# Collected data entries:
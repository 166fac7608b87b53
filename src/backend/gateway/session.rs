/**
 * Connection Session
 *
 * Drives one authenticated connection from its first frame to teardown.
 *
 * # Lifecycle
 *
 * 1. Wait (bounded by the handshake timeout) for the first text frame and
 *    run it through the handshake. A failure closes the connection before it
 *    is ever registered.
 * 2. Register the connection, replacing any earlier one for the same user.
 * 3. Send the welcome notice.
 * 4. Read frames until the peer closes, the socket errors, a frame breaks the
 *    protocol, or the connection is displaced by a newer one.
 * 5. Disconnect.
 *
 * # Frame Handling After Join
 *
 * - `message` on a thread: relayed. A relay failure, or a saved message that
 *   could not be delivered, is reported to this connection only and reading
 *   continues.
 * - `message` on the global topic: refused with a notice, reading continues.
 * - `setup` / `notice`: ignored.
 * - Anything that is not a valid envelope or chat payload: protocol error,
 *   the connection is closed.
 *
 * The session takes its input as a `Stream` so the socket layer stays a thin
 * adapter and the whole lifecycle can be driven from tests.
 */

use futures_util::{Stream, StreamExt};

use crate::backend::error::{BackendError, BackendResult};
use crate::backend::gateway::disconnect::{close_reason, disconnect};
use crate::backend::gateway::handshake::{Handshake, Topic};
use crate::backend::gateway::notice::{notify, welcome_text, GLOBAL_CHAT_REFUSED};
use crate::backend::gateway::registry::ConnectionHandle;
use crate::backend::gateway::relay::RelayReport;
use crate::backend::gateway::GatewayContext;
use crate::shared::{Envelope, EnvelopeKind};

/// A frame read from the client, transport details stripped
#[derive(Debug, Clone, PartialEq, Eq)]
pub enum InboundFrame {
    Text(String),
    Binary(Vec<u8>),
    /// Keep-alive traffic (ping/pong)
    Ping,
    Close,
}

/// How a session ended
#[derive(Debug)]
pub enum SessionOutcome {
    /// The handshake failed; the connection was never registered
    Rejected(BackendError),
    /// The connection joined `topic` and later ended, `cause` is `None` on a
    /// clean close or displacement
    Finished {
        topic: Topic,
        cause: Option<BackendError>,
    },
}

pub struct ConnectionSession {
    gateway: GatewayContext,
    handle: ConnectionHandle,
}

impl ConnectionSession {
    pub fn new(gateway: GatewayContext, handle: ConnectionHandle) -> Self {
        Self { gateway, handle }
    }

    pub async fn run<S>(self, inbound: S) -> SessionOutcome
    where
        S: Stream<Item = Result<InboundFrame, BackendError>>,
    {
        let mut inbound = std::pin::pin!(inbound);
        let user_id = self.handle.user_id().to_string();

        let mut handshake = Handshake::new();
        let joined = match handshake.begin() {
            Ok(()) => self.await_setup(&mut handshake, &mut inbound).await,
            Err(e) => Err(e),
        };

        let topic = match joined {
            Ok(topic) => topic,
            Err(e) => {
                handshake.close();
                tracing::warn!("[Gateway] Handshake failed for {}: {}", user_id, e);
                self.handle.close(close_reason(Some(&e)));
                return SessionOutcome::Rejected(e);
            }
        };

        self.gateway.registry.register(self.handle.clone()).await;
        tracing::info!("[Gateway] {} joined {}", user_id, topic);
        notify(&self.gateway.registry, &self.handle, welcome_text(&topic)).await;

        let cause = self.read_loop(&topic, &mut inbound).await;
        handshake.close();
        disconnect(&self.gateway.registry, &self.handle, cause.as_ref()).await;

        SessionOutcome::Finished { topic, cause }
    }

    async fn await_setup<T>(&self, handshake: &mut Handshake, inbound: &mut T) -> BackendResult<Topic>
    where
        T: Stream<Item = Result<InboundFrame, BackendError>> + Unpin,
    {
        let frame = tokio::time::timeout(self.gateway.handshake_timeout, next_text(inbound))
            .await
            .map_err(|_| BackendError::protocol("timed out waiting for setup"))??;

        handshake
            .accept(
                &frame,
                self.handle.user_id(),
                self.gateway.policy,
                self.gateway.members.as_ref(),
            )
            .await
    }

    async fn read_loop<T>(&self, topic: &Topic, inbound: &mut T) -> Option<BackendError>
    where
        T: Stream<Item = Result<InboundFrame, BackendError>> + Unpin,
    {
        loop {
            let item = tokio::select! {
                _ = self.handle.cancelled() => {
                    tracing::debug!("[Gateway] {} connection cancelled", self.handle.user_id());
                    return None;
                }
                item = inbound.next() => item,
            };

            let raw = match item {
                None | Some(Ok(InboundFrame::Close)) => return None,
                Some(Ok(InboundFrame::Ping)) => continue,
                Some(Ok(InboundFrame::Text(text))) => text,
                Some(Ok(InboundFrame::Binary(bytes))) => match String::from_utf8(bytes) {
                    Ok(text) => text,
                    Err(_) => return Some(BackendError::protocol("binary frame is not UTF-8")),
                },
                Some(Err(e)) => return Some(e),
            };

            if let Err(e) = self.handle_frame(topic, &raw).await {
                return Some(e);
            }
        }
    }

    async fn handle_frame(&self, topic: &Topic, raw: &str) -> BackendResult<()> {
        let envelope = Envelope::decode(raw).map_err(|e| BackendError::protocol(e.to_string()))?;

        match envelope.kind {
            EnvelopeKind::Message => {
                let request = envelope
                    .chat_request()
                    .map_err(|e| BackendError::protocol(e.to_string()))?;

                let Some(thread_id) = topic.thread_id() else {
                    self.notice_self(GLOBAL_CHAT_REFUSED);
                    return Ok(());
                };

                match self.gateway.relay.relay(self.handle.user_id(), thread_id, &request).await {
                    Ok(RelayReport {
                        undelivered: Some(reason),
                        ..
                    }) => {
                        self.notice_self(format!("message saved but not delivered: {}", reason));
                    }
                    Ok(report) => {
                        tracing::debug!(
                            "[Gateway] {} relayed {} to {} member(s)",
                            self.handle.user_id(),
                            report.message_id,
                            report.delivered.len()
                        );
                    }
                    Err(e) => {
                        tracing::warn!("[Gateway] Relay failed for {}: {}", self.handle.user_id(), e);
                        self.notice_self(format!("message not sent: {}", e.message()));
                    }
                }
                Ok(())
            }
            EnvelopeKind::Setup | EnvelopeKind::Notice => {
                tracing::debug!(
                    "[Gateway] Ignoring '{}' frame from {}",
                    envelope.kind.as_str(),
                    self.handle.user_id()
                );
                Ok(())
            }
        }
    }

    /// Notice to this connection only, never another connection of the user
    fn notice_self(&self, text: impl Into<String>) {
        if let Err(e) = self.handle.send_envelope(&Envelope::notice(text)) {
            tracing::warn!("[Gateway] Notice for {} failed: {}", self.handle.user_id(), e);
        }
    }
}

/// Next text frame, skipping keep-alives
async fn next_text<T>(inbound: &mut T) -> BackendResult<String>
where
    T: Stream<Item = Result<InboundFrame, BackendError>> + Unpin,
{
    loop {
        match inbound.next().await {
            Some(Ok(InboundFrame::Text(text))) => return Ok(text),
            Some(Ok(InboundFrame::Binary(bytes))) => {
                return String::from_utf8(bytes)
                    .map_err(|_| BackendError::protocol("binary frame is not UTF-8"));
            }
            Some(Ok(InboundFrame::Ping)) => continue,
            Some(Ok(InboundFrame::Close)) | None => {
                return Err(BackendError::disconnect("closed before setup"));
            }
            Some(Err(e)) => return Err(e),
        }
    }
}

# WHAT YOU SHOULD DO:
Lines containing the word "Stream" are to be pulled from the records and copied.

# RESPONSE TO THIS EXERCISE:
 * The session takes its input as a `Stream` so the socket layer stays a thin
use futures_util::{Stream, StreamExt};
        S: Stream<Item = Result<InboundFrame, BackendError>>,
        T: Stream<Item = Result<InboundFrame, BackendError>> + Unpin,
        T: Stream<Item = Result<InboundFrame, BackendError>> + Unpin,
    T: Stream<Item = Result<InboundFrame, BackendError>> + Unpin,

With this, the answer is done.